● Available data
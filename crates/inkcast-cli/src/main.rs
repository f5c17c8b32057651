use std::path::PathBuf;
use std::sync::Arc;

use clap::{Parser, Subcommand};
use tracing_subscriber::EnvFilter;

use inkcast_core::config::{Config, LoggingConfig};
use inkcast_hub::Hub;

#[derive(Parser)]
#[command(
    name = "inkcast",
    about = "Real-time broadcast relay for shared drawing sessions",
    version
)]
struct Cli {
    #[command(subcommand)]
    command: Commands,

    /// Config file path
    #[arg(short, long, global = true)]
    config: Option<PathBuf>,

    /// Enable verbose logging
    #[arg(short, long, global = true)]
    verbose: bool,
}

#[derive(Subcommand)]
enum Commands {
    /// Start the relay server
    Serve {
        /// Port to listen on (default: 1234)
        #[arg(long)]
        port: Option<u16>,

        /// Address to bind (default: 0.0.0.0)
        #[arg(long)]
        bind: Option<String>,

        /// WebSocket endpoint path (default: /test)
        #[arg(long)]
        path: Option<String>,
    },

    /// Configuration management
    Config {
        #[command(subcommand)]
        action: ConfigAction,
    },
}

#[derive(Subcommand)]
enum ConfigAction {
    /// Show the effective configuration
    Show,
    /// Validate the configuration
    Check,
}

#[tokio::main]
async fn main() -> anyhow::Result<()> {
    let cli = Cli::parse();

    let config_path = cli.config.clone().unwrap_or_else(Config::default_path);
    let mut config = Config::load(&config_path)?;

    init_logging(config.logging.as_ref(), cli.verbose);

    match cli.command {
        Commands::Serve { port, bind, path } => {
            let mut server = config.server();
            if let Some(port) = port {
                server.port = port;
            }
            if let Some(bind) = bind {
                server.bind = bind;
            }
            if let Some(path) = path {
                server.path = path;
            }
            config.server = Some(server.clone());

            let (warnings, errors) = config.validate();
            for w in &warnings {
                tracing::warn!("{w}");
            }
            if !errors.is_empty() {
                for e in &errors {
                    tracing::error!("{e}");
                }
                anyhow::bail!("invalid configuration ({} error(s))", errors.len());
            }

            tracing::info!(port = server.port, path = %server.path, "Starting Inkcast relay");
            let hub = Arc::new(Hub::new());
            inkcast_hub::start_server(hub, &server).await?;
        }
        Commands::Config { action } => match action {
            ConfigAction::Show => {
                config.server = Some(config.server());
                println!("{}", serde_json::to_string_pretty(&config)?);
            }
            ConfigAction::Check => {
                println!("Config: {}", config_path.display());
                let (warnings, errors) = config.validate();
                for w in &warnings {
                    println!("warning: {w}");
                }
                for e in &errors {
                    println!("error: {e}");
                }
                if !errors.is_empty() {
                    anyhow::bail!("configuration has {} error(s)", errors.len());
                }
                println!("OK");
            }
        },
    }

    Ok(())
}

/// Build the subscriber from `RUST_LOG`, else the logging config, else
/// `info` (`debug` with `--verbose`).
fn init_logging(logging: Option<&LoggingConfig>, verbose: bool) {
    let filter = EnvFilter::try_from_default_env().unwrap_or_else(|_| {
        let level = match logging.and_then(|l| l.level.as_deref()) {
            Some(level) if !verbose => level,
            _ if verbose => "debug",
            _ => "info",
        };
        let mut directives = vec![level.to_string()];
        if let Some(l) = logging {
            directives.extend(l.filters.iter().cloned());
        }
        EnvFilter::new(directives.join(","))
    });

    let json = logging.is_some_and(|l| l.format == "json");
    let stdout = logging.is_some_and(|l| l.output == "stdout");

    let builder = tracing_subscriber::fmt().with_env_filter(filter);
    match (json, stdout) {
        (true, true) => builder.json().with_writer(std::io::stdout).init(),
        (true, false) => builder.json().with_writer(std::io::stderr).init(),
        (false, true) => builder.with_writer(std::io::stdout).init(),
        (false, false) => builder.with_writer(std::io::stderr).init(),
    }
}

● Goal of the exercise
Please print the listing exactly, keeping each line as it is.

● Written response
filename crates/inkcast-cli/src/main.rs
repository f5c17c8b32057651
use std::path::PathBuf;
use std::sync::Arc;

use clap::{Parser, Subcommand};
use tracing_subscriber::EnvFilter;

use inkcast_core::config::{Config, LoggingConfig};
use inkcast_hub::Hub;

#[derive(Parser)]
#[command(
    name = "inkcast",
    about = "Real-time broadcast relay for shared drawing sessions",
    version
)]
struct Cli {
    #[command(subcommand)]
    command: Commands,

    /// Config file path
    #[arg(short, long, global = true)]
    config: Option<PathBuf>,

    /// Enable verbose logging
    #[arg(short, long, global = true)]
    verbose: bool,
}

#[derive(Subcommand)]
enum Commands {
    /// Start the relay server
    Serve {
        /// Port to listen on (default: 1234)
        #[arg(long)]
        port: Option<u16>,

        /// Address to bind (default: 0.0.0.0)
        #[arg(long)]
        bind: Option<String>,

        /// WebSocket endpoint path (default: /test)
        #[arg(long)]
        path: Option<String>,
    },

    /// Configuration management
    Config {
        #[command(subcommand)]
        action: ConfigAction,
    },
}

#[derive(Subcommand)]
enum ConfigAction {
    /// Show the effective configuration
    Show,
    /// Validate the configuration
    Check,
}

#[tokio::main]
async fn main() -> anyhow::Result<()> {
    let cli = Cli::parse();

    let config_path = cli.config.clone().unwrap_or_else(Config::default_path);
    let mut config = Config::load(&config_path)?;

    init_logging(config.logging.as_ref(), cli.verbose);

    match cli.command {
        Commands::Serve { port, bind, path } => {
            let mut server = config.server();
            if let Some(port) = port {
                server.port = port;
            }
            if let Some(bind) = bind {
                server.bind = bind;
            }
            if let Some(path) = path {
                server.path = path;
            }
            config.server = Some(server.clone());

            let (warnings, errors) = config.validate();
            for w in &warnings {
                tracing::warn!("{w}");
            }
            if !errors.is_empty() {
                for e in &errors {
                    tracing::error!("{e}");
                }
                anyhow::bail!("invalid configuration ({} error(s))", errors.len());
            }

            tracing::info!(port = server.port, path = %server.path, "Starting Inkcast relay");
            let hub = Arc::new(Hub::new());
            inkcast_hub::start_server(hub, &server).await?;
        }
        Commands::Config { action } => match action {
            ConfigAction::Show => {
                config.server = Some(config.server());
                println!("{}", serde_json::to_string_pretty(&config)?);
            }
            ConfigAction::Check => {
                println!("Config: {}", config_path.display());
                let (warnings, errors) = config.validate();
                for w in &warnings {
                    println!("warning: {w}");
                }
                for e in &errors {
                    println!("error: {e}");
                }
                if !errors.is_empty() {
                    anyhow::bail!("configuration has {} error(s)", errors.len());
                }
                println!("OK");
            }
        },
    }

    Ok(())
}

/// Build the subscriber from `RUST_LOG`, else the logging config, else
/// `info` (`debug` with `--verbose`).
fn init_logging(logging: Option<&LoggingConfig>, verbose: bool) {
    let filter = EnvFilter::try_from_default_env().unwrap_or_else(|_| {
        let level = match logging.and_then(|l| l.level.as_deref()) {
            Some(level) if !verbose => level,
            _ if verbose => "debug",
            _ => "info",
        };
        let mut directives = vec![level.to_string()];
        if let Some(l) = logging {
            directives.extend(l.filters.iter().cloned());
        }
        EnvFilter::new(directives.join(","))
    });

    let json = logging.is_some_and(|l| l.format == "json");
    let stdout = logging.is_some_and(|l| l.output == "stdout");

    let builder = tracing_subscriber::fmt().with_env_filter(filter);
    match (json, stdout) {
        (true, true) => builder.json().with_writer(std::io::stdout).init(),
        (true, false) => builder.json().with_writer(std::io::stderr).init(),
        (false, true) => builder.with_writer(std::io::stdout).init(),
        (false, false) => builder.with_writer(std::io::stderr).init(),
    }
}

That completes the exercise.